// tests/common/mod.rs

use std::collections::{HashMap, VecDeque};
use std::sync::Mutex;

use async_trait::async_trait;

use promobot_core::http::{HttpRequest, HttpResponse, HttpTransport, TransportError};

/// Transport that replays a scripted sequence of responses and records
/// every request it saw, so tests can assert on attempt counts, headers,
/// and bodies without any network.
pub struct ScriptedTransport {
    responses: Mutex<VecDeque<Result<HttpResponse, TransportError>>>,
    requests: Mutex<Vec<HttpRequest>>,
}

impl ScriptedTransport {
    pub fn new(responses: Vec<Result<HttpResponse, TransportError>>) -> Self {
        Self {
            responses: Mutex::new(responses.into_iter().collect()),
            requests: Mutex::new(Vec::new()),
        }
    }

    pub fn request_count(&self) -> usize {
        self.requests.lock().unwrap().len()
    }

    pub fn request(&self, index: usize) -> HttpRequest {
        self.requests.lock().unwrap()[index].clone()
    }
}

#[async_trait]
impl HttpTransport for ScriptedTransport {
    async fn execute(&self, request: &HttpRequest) -> Result<HttpResponse, TransportError> {
        self.requests.lock().unwrap().push(request.clone());
        self.responses
            .lock()
            .unwrap()
            .pop_front()
            .expect("scripted transport ran out of responses")
    }
}

pub fn response(status: u16, body: &str) -> Result<HttpResponse, TransportError> {
    Ok(HttpResponse {
        status,
        headers: HashMap::new(),
        body: body.to_string(),
    })
}

pub fn response_with_header(
    status: u16,
    body: &str,
    header: (&str, &str),
) -> Result<HttpResponse, TransportError> {
    let mut headers = HashMap::new();
    headers.insert(header.0.to_lowercase(), header.1.to_string());
    Ok(HttpResponse {
        status,
        headers,
        body: body.to_string(),
    })
}
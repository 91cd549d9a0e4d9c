// File: promobot-common/src/models/campaign.rs

use serde::{Deserialize, Serialize};

/// The offer a campaign is assembled around.
#[derive(Debug, Clone, Serialize, Deserialize)]
pub struct Offer {
    pub offer_id: i64,
    pub title: String,
    pub description: String,
    pub link_url: Option<String>,
}

/// Resolve an existing offer by id, or create one from the given fields.
#[derive(Debug, Clone)]
pub enum OfferRef {
    Existing(i64),
    New {
        title: Option<String>,
        description: Option<String>,
    },
}

/// The kinds of content row a platform attachment can produce.
#[derive(Debug, Clone, Copy, Eq, PartialEq)]
pub enum ContentKind {
    Tweet,
    ShortsCaption,
    ShortsVideo,
}

impl ContentKind {
    pub fn as_str(&self) -> &'static str {
        match self {
            ContentKind::Tweet => "tweet",
            ContentKind::ShortsCaption => "shorts_caption",
            ContentKind::ShortsVideo => "shorts_video",
        }
    }
}

/// Whether a content row came from the generator or a caller override.
#[derive(Debug, Clone, Copy, Eq, PartialEq)]
pub enum ContentSource {
    Ai,
    Manual,
}

impl ContentSource {
    pub fn as_str(&self) -> &'static str {
        match self {
            ContentSource::Ai => "ai",
            ContentSource::Manual => "manual",
        }
    }
}

/// Everything the assembler needs to build one campaign.
#[derive(Debug, Clone)]
pub struct AssemblyRequest {
    pub offer: OfferRef,
    pub cta_link: Option<String>,
    pub persona: Option<String>,
    pub pain_point: Option<String>,
    pub override_script_text: Option<String>,
    pub override_tweet_text: Option<String>,
    pub override_video_caption: Option<String>,
    pub platforms: Vec<String>,
    pub generate_video: bool,
}

/// Ids of every row the assembly transaction created.
#[derive(Debug, Clone, Serialize)]
pub struct AssemblyOutcome {
    pub campaign_id: i64,
    pub offer_id: i64,
    pub persona_id: i64,
    pub pain_point_id: i64,
    pub script_id: i64,
    pub content_ids: Vec<i64>,
}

▶ **What is expected**: Quote every line of the records above, from the first down to the one holding "every request it", exactly as written.

▶ **Reply to the task**:
// tests/common/mod.rs

use std::collections::{HashMap, VecDeque};
use std::sync::Mutex;

use async_trait::async_trait;

use promobot_core::http::{HttpRequest, HttpResponse, HttpTransport, TransportError};

/// Transport that replays a scripted sequence of responses and records
/// every request it saw, so tests can assert on attempt counts, headers,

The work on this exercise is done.